Le forze speciali inglesi addestrano gli ucraini. Zelensky vuole più armi

Il leader: "Ci servono ora, non tra un mese". Esercitazioni per l'uso degli anticarro Nlaw

Le forze speciali inglesi addestrano gli ucraini. Zelensky vuole più armi

L'Ucraina ha bisogno di armi e di munizioni. Presto. Subito. L'efficacia della resistenza all'osceno assalto russo passa per le forniture e l'addestramento da parte degli occidentali. Ieri Volodymyr Zelensky, lo ha detto chiaramente nel suo ultimi videodiscorso: «Più armi avremo e prima tornerà la pace. Se qualcuno dice: Un anno o anni, io rispondo: Puoi rendere la guerra molto più breve. Più e prima avremo tutte le armi che abbiamo richiesto, più forte sarà la nostra posizione e prima arriverà la pace. Quanto più e quanto prima avremo il sostegno finanziario che abbiamo richiesto, tanto prima ci sarà la pace. Prima il mondo democratico riconoscerà che l'embargo petrolifero contro la Russia e il blocco completo del suo settore bancario sono passi necessari verso la pace, prima la guerra finirà. L'obiettivo principale è accelerare il ritorno alla pace». E anche il consigliere presidenziale Mikhailo Podolyak si lamenta su Twitter: «Gli ucraini chiedono all'Europa armi, vengono date ma non quelle richieste e ci mettono troppo tempo per arrivare. La democrazia non vincerà giocando così, abbiamo bisogno di armi non in un mese ma ora».

L'Occidente in realtà fa quello che può e non è poco. Il Times ha rivelato ieri che da due settimane membri delle forze speciali britanniche addestrano truppe ucraine a Kiev all'uso dei Nlaw, i missili anticarro forniti da Londra. Il quotidiano inglese riporta la testimonianza del capitano Yuriy Myronenko, il cui battaglione si trova a Obolon, a nord di Kiev, e di altri ufficiali ucraini che confermano la circostanza, anche se da Londra il ministero della Difesa di Londra non conferma né smentisce. Il Regno Unito aveva ritirato, prima dell'invasione dell'Ucraina, i militari inviati dopo l'invasione della Crimea per evitare un conflitto diretto con le forze russe e quindi il coinvolgimento della Nato nel conflitto.

La risposta di Mosca non si è fatta attendere: il Cremlino ha annunciato il divieto di ingresso in Russia per il primo ministro Boris Johnson e altri dodici esponenti del suo governo, tra i quali il vicepremier e ministro della Giustizia Dominic Raab, i ministri degli Esteri e della Difesa, Elizabeth Truss e Ben Wallace e l'ex premier Theresa May. «Questo passo - fa sapere il ministero degli Esteri russo - è stato compiuto in risposta alla sfrenata campagna informativa e politica di Londra volta a isolare la Russia a livello internazionale e a creare condizioni per strangolare la nostra economia».

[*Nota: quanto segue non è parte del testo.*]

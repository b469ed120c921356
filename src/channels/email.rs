//! Email notification channel using SMTP.

use crate::config::{non_blank, EmailConfig};
use crate::context::NotificationContext;
use crate::core::{Channel, Outcome};
use crate::error::ChannelError;
use crate::formatting;
use async_trait::async_trait;
use lettre::message::{Mailbox, MultiPart};
use lettre::transport::smtp::authentication::Credentials;
use lettre::{AsyncSmtpTransport, AsyncTransport, Message, Tokio1Executor};
use std::sync::Arc;
use tracing::{debug, error, info, instrument};

/// Submits a built message to a mail server.
#[async_trait]
pub trait MailTransport: Send + Sync {
    async fn submit(&self, config: &EmailConfig, message: Message) -> Result<(), ChannelError>;
}

/// Submits mail over SMTP with `lettre`.
///
/// `smtp_secure` selects implicit TLS, otherwise the connection is upgraded
/// with STARTTLS. Credentials are sent when a user is configured.
#[derive(Debug, Clone, Copy, Default)]
pub struct SmtpMailer;

#[async_trait]
impl MailTransport for SmtpMailer {
    async fn submit(&self, config: &EmailConfig, message: Message) -> Result<(), ChannelError> {
        let host = non_blank(&config.smtp_host).unwrap_or_default();
        let builder = if config.smtp_secure {
            AsyncSmtpTransport::<Tokio1Executor>::relay(host)?
        } else {
            AsyncSmtpTransport::<Tokio1Executor>::starttls_relay(host)?
        };

        let mut builder = builder.port(config.port()?);
        if let Some(user) = non_blank(&config.smtp_user) {
            let password = config.smtp_password.clone().unwrap_or_default();
            builder = builder.credentials(Credentials::new(user.to_string(), password));
        }

        let mailer = builder.build();
        mailer.send(message).await?;
        Ok(())
    }
}

/// Sends the notification as a multipart (plain text and HTML) email.
pub struct EmailChannel {
    config: EmailConfig,
    transport: Arc<dyn MailTransport>,
}

impl EmailChannel {
    pub fn new(config: EmailConfig, transport: Arc<dyn MailTransport>) -> Self {
        Self { config, transport }
    }

    /// Builds the message. The sender falls back to the SMTP user and the
    /// recipient list is comma separated.
    fn build_message(&self, context: &NotificationContext) -> Result<Message, ChannelError> {
        let mut builder = Message::builder().subject(formatting::email_subject(context));

        if let Some(from) = non_blank(&self.config.from).or_else(|| non_blank(&self.config.smtp_user)) {
            builder = builder.from(parse_mailbox(from)?);
        }

        let recipients = self.config.to.as_deref().unwrap_or_default();
        for address in recipients.split(',').map(str::trim).filter(|a| !a.is_empty()) {
            builder = builder.to(parse_mailbox(address)?);
        }

        let body = MultiPart::alternative_plain_html(
            formatting::email_text(context),
            formatting::email_html(context),
        );
        Ok(builder.multipart(body)?)
    }

    async fn send(&self, context: &NotificationContext) -> Result<(), ChannelError> {
        self.config.port()?;
        let message = self.build_message(context)?;
        self.transport.submit(&self.config, message).await
    }
}

fn parse_mailbox(address: &str) -> Result<Mailbox, ChannelError> {
    address.parse().map_err(|source| ChannelError::Address {
        address: address.to_string(),
        source,
    })
}

#[async_trait]
impl Channel for EmailChannel {
    fn name(&self) -> &str {
        "email"
    }

    #[instrument(skip_all, fields(channel = "email"))]
    async fn deliver(&self, context: &NotificationContext) -> Outcome {
        if self.config.is_unset() {
            debug!("SMTP host or recipient not configured, skipping.");
            return Outcome::Skipped;
        }

        match self.send(context).await {
            Ok(()) => {
                info!(to = ?self.config.to, "Sent email notification.");
                Outcome::Sent
            }
            Err(e) => {
                error!(error = %e, "Email notification failed");
                Outcome::failed(e)
            }
        }
    }
}
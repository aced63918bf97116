#![deny(warnings, rust_2018_idioms)]
#![forbid(unsafe_code)]

//! vkcc operator
//!
//! The operator watches ServiceAccounts and, for each one whose annotations request cloud
//! credentials that the configured rules allow, writes a policy, a Kubernetes auth login role and
//! a secrets engine role to Vault. Objects belonging to ServiceAccounts that are deleted or no
//! longer admitted are removed, and orphans left behind while the operator was down are garbage
//! collected.

pub mod backend;
pub mod config;
mod index;
pub mod k8s;
pub mod reconcile;

pub use self::config::Config;
use self::{
    backend::{AwsBackend, Backend, GcpBackend},
    reconcile::Reconciler,
};
use anyhow::{Context, Result};
use std::{sync::Arc, time::Duration};
use tokio::sync::watch;
use vkcc_core::backoff::ExponentialBackoff;
use vkcc_vault::Vault;

const RETRY_MIN: Duration = Duration::from_secs(1);
const RETRY_MAX: Duration = Duration::from_secs(5 * 60);
const RETRY_JITTER: f64 = 0.5;

/// Reconciles ServiceAccounts against Vault until `drain` is signaled.
///
/// `ready` is set once the initial listing of ServiceAccounts has been reconciled and garbage has
/// been collected for every backend.
pub async fn run(
    config: &Config,
    service_accounts: k8s::Watch<k8s::ServiceAccount>,
    vault: Arc<dyn Vault>,
    ready: watch::Sender<bool>,
    drain: drain::Watch,
) -> Result<()> {
    let reconcilers = reconcilers(config, vault)?;
    let backoff = ExponentialBackoff::new(RETRY_MIN, RETRY_MAX, RETRY_JITTER)?;
    let index = index::Index::new(reconcilers, backoff, config.gc_interval, ready);
    index.index(service_accounts, drain).await
}

/// Builds a reconciler for each enabled backend.
pub fn reconcilers(config: &Config, vault: Arc<dyn Vault>) -> Result<Vec<Reconciler>> {
    let mut backends = Vec::<Arc<dyn Backend>>::new();
    if config.aws.enabled {
        let aws = AwsBackend::new(
            vault.clone(),
            config.aws.path.as_str(),
            config.aws.default_ttl,
            config.aws.rules.clone(),
        )
        .context("configuring the aws backend")?;
        backends.push(Arc::new(aws));
    }
    if config.gcp.enabled {
        let gcp = GcpBackend::new(vault.clone(), config.gcp.path.as_str(), config.gcp.rules.clone())
            .context("configuring the gcp backend")?;
        backends.push(Arc::new(gcp));
    }
    anyhow::ensure!(!backends.is_empty(), "at least one backend must be enabled");

    backends
        .into_iter()
        .map(|backend| {
            Reconciler::new(
                backend,
                vault.clone(),
                &config.prefix,
                config.kubernetes_auth_backend.as_str(),
            )
        })
        .collect()
}

#[cfg(test)]
mod tests {
    use super::*;
    use vkcc_vault::mock::MockVault;

    #[test]
    fn builds_enabled_backends() {
        let vault = Arc::new(MockVault::new());
        let config = Config::from_yaml("aws: {enabled: true}\ngcp: {enabled: true}").unwrap();
        let names = reconcilers(&config, vault.clone())
            .unwrap()
            .iter()
            .map(|r| r.backend().name())
            .collect::<Vec<_>>();
        assert_eq!(names, vec!["aws", "gcp"]);

        let config = Config::from_yaml("gcp: {enabled: true}").unwrap();
        assert_eq!(reconcilers(&config, vault).unwrap().len(), 1);
    }
}
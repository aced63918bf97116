use crate::{Auth, Error, Secret, Vault};
use parking_lot::RwLock;
use reqwest::{Method, StatusCode};
use serde::Deserialize;
use serde_json::{json, Value};
use tracing::{debug, trace};

const DEFAULT_ADDR: &str = "https://127.0.0.1:8200";
const TOKEN_HEADER: &str = "X-Vault-Token";

/// Connection settings, typically read from the environment.
#[derive(Clone, Debug, Default, PartialEq, Eq)]
pub struct Config {
    pub addr: String,
    pub token: Option<String>,
    /// A PEM-encoded CA bundle used to verify Vault's certificate.
    pub ca_cert: Option<Vec<u8>>,
}

/// A [`Vault`] backed by Vault's HTTP API.
pub struct Client {
    http: reqwest::Client,
    addr: String,
    token: RwLock<Option<String>>,
}

#[derive(Debug, Default, Deserialize)]
struct ErrorBody {
    #[serde(default)]
    errors: Vec<String>,
}

#[derive(Debug, Deserialize)]
struct Keys {
    #[serde(default)]
    keys: Vec<String>,
}

// === impl Config ===

impl Config {
    /// Reads `VAULT_ADDR`, `VAULT_TOKEN` and `VAULT_CACERT`.
    pub fn from_env() -> Result<Self, Error> {
        let addr = std::env::var("VAULT_ADDR")
            .ok()
            .filter(|a| !a.is_empty())
            .unwrap_or_else(|| DEFAULT_ADDR.to_string());

        let ca_cert = match std::env::var("VAULT_CACERT").ok().filter(|p| !p.is_empty()) {
            Some(path) => Some(std::fs::read(&path).map_err(|e| {
                Error::Config(format!("failed to read VAULT_CACERT {}: {}", path, e))
            })?),
            None => None,
        };

        Ok(Self {
            addr,
            token: token_from_env(),
            ca_cert,
        })
    }
}

fn token_from_env() -> Option<String> {
    std::env::var("VAULT_TOKEN").ok().filter(|t| !t.is_empty())
}

// === impl Client ===

impl Client {
    pub fn new(config: Config) -> Result<Self, Error> {
        let mut builder = reqwest::Client::builder();
        if let Some(pem) = config.ca_cert.as_ref() {
            let cert = reqwest::Certificate::from_pem(pem)
                .map_err(|e| Error::Config(format!("invalid CA certificate: {}", e)))?;
            builder = builder.add_root_certificate(cert);
        }
        let http = builder
            .build()
            .map_err(|e| Error::Config(format!("failed to build HTTP client: {}", e)))?;

        Ok(Self {
            http,
            addr: config.addr.trim_end_matches('/').to_string(),
            token: RwLock::new(config.token),
        })
    }

    pub fn set_token(&self, token: impl Into<String>) {
        *self.token.write() = Some(token.into());
    }

    /// Picks up a token that was rotated in the environment since the client was created.
    pub fn reload_token_from_env(&self) {
        if let Some(token) = token_from_env() {
            let mut current = self.token.write();
            if current.as_deref() != Some(token.as_str()) {
                debug!("Reloaded Vault token from the environment");
                *current = Some(token);
            }
        }
    }

    fn url(&self, path: &str) -> String {
        format!("{}/v1/{}", self.addr, path.trim_start_matches('/'))
    }

    async fn request(
        &self,
        method: Method,
        path: &str,
        query: &[(&str, &str)],
        body: Option<&Value>,
    ) -> Result<Option<Secret>, Error> {
        trace!(%method, %path, "Request");
        let mut req = self.http.request(method, self.url(path)).query(query);
        if let Some(token) = self.token.read().as_ref() {
            req = req.header(TOKEN_HEADER, token);
        }
        if let Some(body) = body {
            req = req.json(body);
        }

        let transport = |source| Error::Transport {
            path: path.to_string(),
            source,
        };
        let rsp = req.send().await.map_err(transport)?;
        let status = rsp.status();
        let bytes = rsp.bytes().await.map_err(transport)?;

        if !status.is_success() {
            let body = serde_json::from_slice::<ErrorBody>(&bytes).unwrap_or_default();
            return Err(Error::Status {
                path: path.to_string(),
                status: status.as_u16(),
                errors: body.errors,
            });
        }

        if status == StatusCode::NO_CONTENT || bytes.is_empty() {
            return Ok(None);
        }
        let secret = serde_json::from_slice(&bytes).map_err(|e| Error::Response {
            path: path.to_string(),
            reason: e.to_string(),
        })?;
        Ok(Some(secret))
    }
}

#[async_trait::async_trait]
impl Vault for Client {
    async fn read(&self, path: &str) -> Result<Option<Secret>, Error> {
        match self.request(Method::GET, path, &[], None).await {
            Err(e) if e.is_not_found() => Ok(None),
            res => res,
        }
    }

    async fn write(&self, path: &str, data: Value) -> Result<Option<Secret>, Error> {
        self.request(Method::POST, path, &[], Some(&data)).await
    }

    async fn delete(&self, path: &str) -> Result<(), Error> {
        match self.request(Method::DELETE, path, &[], None).await {
            Err(e) if e.is_not_found() => Ok(()),
            Err(e) => Err(e),
            Ok(_) => Ok(()),
        }
    }

    async fn list(&self, path: &str) -> Result<Vec<String>, Error> {
        let secret = match self.request(Method::GET, path, &[("list", "true")], None).await {
            Err(e) if e.is_not_found() => return Ok(Vec::new()),
            res => res?,
        };
        let data = match secret {
            Some(s) => Value::Object(s.data),
            None => return Ok(Vec::new()),
        };
        let keys = serde_json::from_value::<Keys>(data).map_err(|e| Error::Response {
            path: path.to_string(),
            reason: e.to_string(),
        })?;
        Ok(keys.keys)
    }

    async fn login_kubernetes(&self, mount: &str, role: &str, jwt: &str) -> Result<Auth, Error> {
        let path = format!("auth/{}/login", mount);
        let body = json!({ "role": role, "jwt": jwt });
        let auth = self
            .request(Method::POST, &path, &[], Some(&body))
            .await?
            .and_then(|s| s.auth)
            .ok_or_else(|| Error::Response {
                path: path.clone(),
                reason: "login response has no auth".to_string(),
            })?;
        self.set_token(auth.client_token.clone());
        debug!(%path, policies = ?auth.policies, lease_duration = auth.lease_duration, "Logged in");
        Ok(auth)
    }

    fn reload_token(&self) {
        self.reload_token_from_env();
    }
}

#[cfg(test)]
mod tests {
    use super::*;

    #[test]
    fn urls() {
        let client = Client::new(Config {
            addr: "http://vault:8200/".to_string(),
            ..Config::default()
        })
        .unwrap();
        assert_eq!(
            client.url("sys/policy/foo"),
            "http://vault:8200/v1/sys/policy/foo"
        );
        assert_eq!(
            client.url("/auth/kubernetes/role"),
            "http://vault:8200/v1/auth/kubernetes/role"
        );
    }

    #[test]
    fn set_token() {
        let client = Client::new(Config::default()).unwrap();
        assert_eq!(*client.token.read(), None);
        client.set_token("t");
        assert_eq!(client.token.read().as_deref(), Some("t"));
    }
}
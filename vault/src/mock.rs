//! An in-memory stand-in for Vault.

use crate::{Auth, Error, Secret, Vault};
use parking_lot::Mutex;
use serde_json::{Map, Value};
use std::collections::{BTreeMap, HashMap};

#[derive(Copy, Clone, Debug, PartialEq, Eq, Hash)]
pub enum Op {
    Read,
    Write,
    Delete,
    List,
    Login,
}

/// Stores written objects by path and answers reads and lists from them.
///
/// Canned responses may be registered for paths that issue credentials, and failures may be
/// injected by operation and path prefix.
#[derive(Debug, Default)]
pub struct MockVault {
    state: Mutex<State>,
}

#[derive(Debug, Default)]
struct State {
    objects: BTreeMap<String, Map<String, Value>>,
    responses: HashMap<String, Secret>,
    failures: Vec<Failure>,
    login: Option<Auth>,
    logins: Vec<(String, String, String)>,
    require_login: bool,
    authenticated: bool,
    calls: Vec<(Op, String)>,
}

#[derive(Debug)]
struct Failure {
    op: Op,
    prefix: String,
    status: u16,
    remaining: Option<usize>,
}

// === impl MockVault ===

impl MockVault {
    pub fn new() -> Self {
        Self::default()
    }

    /// Rejects every request but logins with a 403 until a login succeeds.
    pub fn require_login(self) -> Self {
        self.state.lock().require_login = true;
        self
    }

    /// Sets the session returned by logins. Logins fail with a 400 until this is set.
    pub fn set_login(&self, auth: Auth) {
        self.state.lock().login = Some(auth);
    }

    /// Invalidates the current session.
    pub fn revoke_token(&self) {
        self.state.lock().authenticated = false;
    }

    /// Returns `secret` for reads and writes of `path`.
    pub fn set_response(&self, path: impl Into<String>, secret: Secret) {
        self.state.lock().responses.insert(path.into(), secret);
    }

    /// Stores an object directly, bypassing failure injection.
    pub fn insert(&self, path: impl Into<String>, data: Value) {
        let data = match data {
            Value::Object(map) => map,
            _ => Map::new(),
        };
        self.state.lock().objects.insert(path.into(), data);
    }

    /// Fails every `op` on paths starting with `prefix`.
    pub fn fail(&self, op: Op, prefix: impl Into<String>, status: u16) {
        self.push_failure(op, prefix.into(), status, None);
    }

    /// Fails the next `times` requests for `op` on paths starting with `prefix`.
    pub fn fail_times(&self, op: Op, prefix: impl Into<String>, status: u16, times: usize) {
        self.push_failure(op, prefix.into(), status, Some(times));
    }

    pub fn clear_failures(&self) {
        self.state.lock().failures.clear();
    }

    pub fn get(&self, path: &str) -> Option<Map<String, Value>> {
        self.state.lock().objects.get(path).cloned()
    }

    pub fn contains(&self, path: &str) -> bool {
        self.state.lock().objects.contains_key(path)
    }

    pub fn paths(&self) -> Vec<String> {
        self.state.lock().objects.keys().cloned().collect()
    }

    /// Returns the (mount, role, jwt) of each login attempt.
    pub fn logins(&self) -> Vec<(String, String, String)> {
        self.state.lock().logins.clone()
    }

    pub fn calls(&self) -> Vec<(Op, String)> {
        self.state.lock().calls.clone()
    }

    fn push_failure(&self, op: Op, prefix: String, status: u16, remaining: Option<usize>) {
        self.state.lock().failures.push(Failure {
            op,
            prefix,
            status,
            remaining,
        });
    }
}

#[async_trait::async_trait]
impl Vault for MockVault {
    async fn read(&self, path: &str) -> Result<Option<Secret>, Error> {
        let mut state = self.state.lock();
        state.check(Op::Read, path)?;
        if let Some(secret) = state.responses.get(path) {
            return Ok(Some(secret.clone()));
        }
        Ok(state.objects.get(path).map(|data| Secret {
            data: data.clone(),
            ..Secret::default()
        }))
    }

    async fn write(&self, path: &str, data: Value) -> Result<Option<Secret>, Error> {
        let mut state = self.state.lock();
        state.check(Op::Write, path)?;
        let data = match data {
            Value::Object(map) => map,
            _ => {
                return Err(Error::Status {
                    path: path.to_string(),
                    status: 400,
                    errors: vec!["body must be an object".to_string()],
                })
            }
        };
        state.objects.insert(path.to_string(), data);
        Ok(state.responses.get(path).cloned())
    }

    async fn delete(&self, path: &str) -> Result<(), Error> {
        let mut state = self.state.lock();
        state.check(Op::Delete, path)?;
        state.objects.remove(path);
        Ok(())
    }

    async fn list(&self, path: &str) -> Result<Vec<String>, Error> {
        let mut state = self.state.lock();
        state.check(Op::List, path)?;
        let dir = format!("{}/", path.trim_end_matches('/'));
        let mut keys = state
            .objects
            .keys()
            .filter_map(|p| p.strip_prefix(&dir))
            .map(|rest| match rest.find('/') {
                Some(i) => rest[..=i].to_string(),
                None => rest.to_string(),
            })
            .collect::<Vec<_>>();
        keys.dedup();
        Ok(keys)
    }

    async fn login_kubernetes(&self, mount: &str, role: &str, jwt: &str) -> Result<Auth, Error> {
        let path = format!("auth/{}/login", mount);
        let mut state = self.state.lock();
        state
            .logins
            .push((mount.to_string(), role.to_string(), jwt.to_string()));
        state.check(Op::Login, &path)?;
        let auth = state.login.clone().ok_or_else(|| Error::Status {
            path,
            status: 400,
            errors: vec!["invalid role name".to_string()],
        })?;
        state.authenticated = true;
        Ok(auth)
    }
}

// === impl State ===

impl State {
    fn check(&mut self, op: Op, path: &str) -> Result<(), Error> {
        self.calls.push((op, path.to_string()));

        let status = self
            .failures
            .iter_mut()
            .find(|f| f.op == op && path.starts_with(&f.prefix) && f.remaining != Some(0))
            .map(|f| {
                if let Some(n) = f.remaining.as_mut() {
                    *n -= 1;
                }
                f.status
            })
            .or_else(|| {
                let unauthenticated = self.require_login && !self.authenticated;
                (op != Op::Login && unauthenticated).then(|| 403)
            });

        match status {
            Some(status) => Err(Error::Status {
                path: path.to_string(),
                status,
                errors: vec!["injected failure".to_string()],
            }),
            None => Ok(()),
        }
    }
}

Anche gli Stati Uniti si muovono per armare le forze di Kiev. Di recente Washington ha dato il via libera al pacchetto di aiuti di militari da 800 milioni di dollari a favore del Paese aggredito, ma il Pentagono pensa già che non sia abbastanza. In particolare che le oltre 40mila munizioni inviate non siano sufficienti per gli intensi combattimenti previsti nei prossimi giorni in quell'ultimo assalto della Russia in Donbass che appare imminente. Il segretario alla Difesa americana Lloyd Austin e il capo dello stato maggiore congiunto, generale Mark Milley, stanno facendo pressioni sui Paesi vicini dell'Ucraina perché inviino al più presto armi e munizioni.

La Russia ovviamente percepisce gli aiuti militari all'Ucraina come un atto di ostilità diretto e non manca di minacciare ripetutamente i Paesi fornitori di pesanti ritorsioni. Ieri sulla materia è però intervenuto il ministro della Giustizia tedesco Marco Buschmann, che al Welt am Sonntag ha precisato che sottolineando che il diritto internazionale non classifica la consegna di armi come un'entrata in guerra.

«Quindi, se l'Ucraina esercita il suo legittimo diritto all'autodifesa, sostenerla fornendole armi non significa diventare parte in guerra», ha detto il ministro aggiungendo che questa non è solo la sua opinione personale, ma quella del governo tedesco.